We are happy to announce this release, which brings support for
**sharing containers safely across processes** — opt-in file locking for
``SChunk``/``NDArray``/``EmbedStore``/``DictStore``, atomic archive
replacement, and readers that follow another process's writes — plus a
couple of data-loss and data-correctness bug fixes worth upgrading for even
if you don't touch any of the new locking API.

The main highlights are:

- **Cross-process locking**: a new ``locking`` storage parameter (and the
  ``BLOSC_LOCKING`` env var to enable it fleet-wide) serializes accesses to an
  on-disk ``SChunk``/``NDArray``/``EmbedStore``/``DictStore`` against other
  handles and processes via a small sidecar lock file. ``holding_lock()``
  holds the exclusive lock across several operations and now auto-refreshes
  the handle right after acquiring it, so a decision made inside the block
  never acts on a stale in-memory read.

- **Cross-process writes for ``EmbedStore``/``DictStore``** (``.b2d``): under
  locking, one process can add or remove keys while another has the store
  open, and the other side's next lookup sees the change — no need to
  reopen the store.

- **Atomic ``.b2z`` archives**: writing a ``DictStore.to_b2z()`` file (which
  ``TreeStore`` also uses) now swaps the new file in atomically.
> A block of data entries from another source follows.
//! Startup sequence: config, clock sync, snapshot, plan, launch, summary.

use std::path::Path;
use std::sync::Arc;

use anyhow::{Context, Result};
use racer_clock::{Clock, ClockOffset, ClockSynchronizer, SystemClock};
use racer_client::{AuditStats, BwsClient, spawn_audit_writer};
use racer_config::RacerConfig;
use racer_core::{Catalog, Credentials};
use racer_lock::CallGate;
use racer_scheduler::{Launcher, PlannedTask, RaceTarget, RacingSettings, RunSummary, plan};
use tokio::task::JoinHandle;
use tracing::{info, warn};

use crate::cli::Cli;

pub(crate) async fn handle_run(cli: &Cli) -> Result<()> {
    let config = RacerConfig::load(&cli.config)?;
    info!(config = %cli.config.display(), jobs = config.job.len(), "config loaded");
    execute(&config, cli.dry_run).await?;
    Ok(())
}

/// Run against an already-loaded config. Returns `None` for a dry run.
pub(crate) async fn execute(config: &RacerConfig, dry_run: bool) -> Result<Option<RunSummary>> {
    let credentials =
        Credentials::from_cookie(&config.cookie).context("Cannot derive request credentials")?;
    let jobs = config.jobs()?;
    let synchronizer = synchronizer(config);

    let precheck = synchronizer.sync_or_zero().await;
    info!(offset = %precheck, "clock pre-check done");

    let client = BwsClient::new(config, credentials)?;
    let snapshot = client
        .fetch_snapshot()
        .await
        .context("Cannot race without the reservation snapshot")?;
    let catalog = Catalog::from_snapshot(&snapshot);
    log_inventory(&catalog);

    let planned = plan(&catalog, &jobs);
    let targets = ready_targets(&planned);

    // Measured again right before launch; this value is what tasks use.
    let offset = synchronizer.sync_or_zero().await;

    if dry_run {
        log_plan(&targets, offset, &SystemClock);
        return Ok(None);
    }

    let (client, audit_writer) = attach_audit(client, &config.audit_path);
    let launcher = Launcher::new(
        Arc::new(client),
        CallGate::new(),
        Arc::new(SystemClock),
        RacingSettings::from(&config.racing),
    );
    let reports = launcher.launch_all(targets, offset).await;
    let summary = RunSummary::new(&planned, &reports, launcher.gate().admitted());
    drop(launcher);

    if let Some(writer) = audit_writer {
        finish_audit(writer, &config.audit_path).await;
    }
    info!(summary = %summary, "run finished");
    Ok(Some(summary))
}

fn synchronizer(config: &RacerConfig) -> ClockSynchronizer {
    match &config.ntp_servers {
        Some(servers) => ClockSynchronizer::new(servers.clone()),
        None => ClockSynchronizer::default(),
    }
}

fn log_inventory(catalog: &Catalog) {
    info!(slots = catalog.slot_count(), "snapshot loaded");
    for ticket in catalog.tickets() {
        info!(
            category = %ticket.category,
            ticket = %ticket.id,
            label = %ticket.label,
            "ticket available"
        );
    }
}

fn ready_targets(planned: &[PlannedTask]) -> Vec<RaceTarget> {
    planned
        .iter()
        .filter_map(|task| match task {
            PlannedTask::Ready(target) => Some(target.clone()),
            PlannedTask::Skipped { .. } => None,
        })
        .collect()
}

fn log_plan(targets: &[RaceTarget], offset: ClockOffset, clock: &dyn Clock) {
    let server_now = offset.apply(clock.now_millis());
    for target in targets {
        info!(
            name = %target.name,
            label = %target.label,
            slot = target.request.slot_id,
            ticket = %target.request.ticket_id,
            fire_at = %target.fire_at_display(),
            in_ms = target.fire_at_ms - server_now,
            "dry run: would race"
        );
    }
    info!(tasks = targets.len(), "dry run finished, nothing fired");
}

fn attach_audit(client: BwsClient, path: &Path) -> (BwsClient, Option<JoinHandle<AuditStats>>) {
    match spawn_audit_writer(path) {
        Ok((sink, writer)) => (client.with_audit(sink), Some(writer)),
        Err(e) => {
            warn!(error = %format!("{e:#}"), "audit file unavailable, replies will not be recorded");
            (client, None)
        }
    }
}

async fn finish_audit(writer: JoinHandle<AuditStats>, path: &Path) {
    match writer.await {
        Ok(stats) => info!(
            path = %path.display(),
            records = stats.records_written,
            failures = stats.write_failures,
            "audit file closed"
        ),
        Err(e) => warn!(error = %e, "audit writer did not finish cleanly"),
    }
}

#[cfg(test)]
#[path = "run_cmd_tests.rs"]
mod tests;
A process
  reading the archive concurrently always gets either the complete old
  version or the complete new one — never a partially-written file from a
  save that's still in progress. This needs no locking on the reader's side.

- **Growth-SWMR**: a reader ``NDArray`` handle opened before a ``resize()``
  made through another handle follows the new shape on its next data access,
  or via the new explicit ``NDArray.refresh()`` / ``SChunk.refresh()``.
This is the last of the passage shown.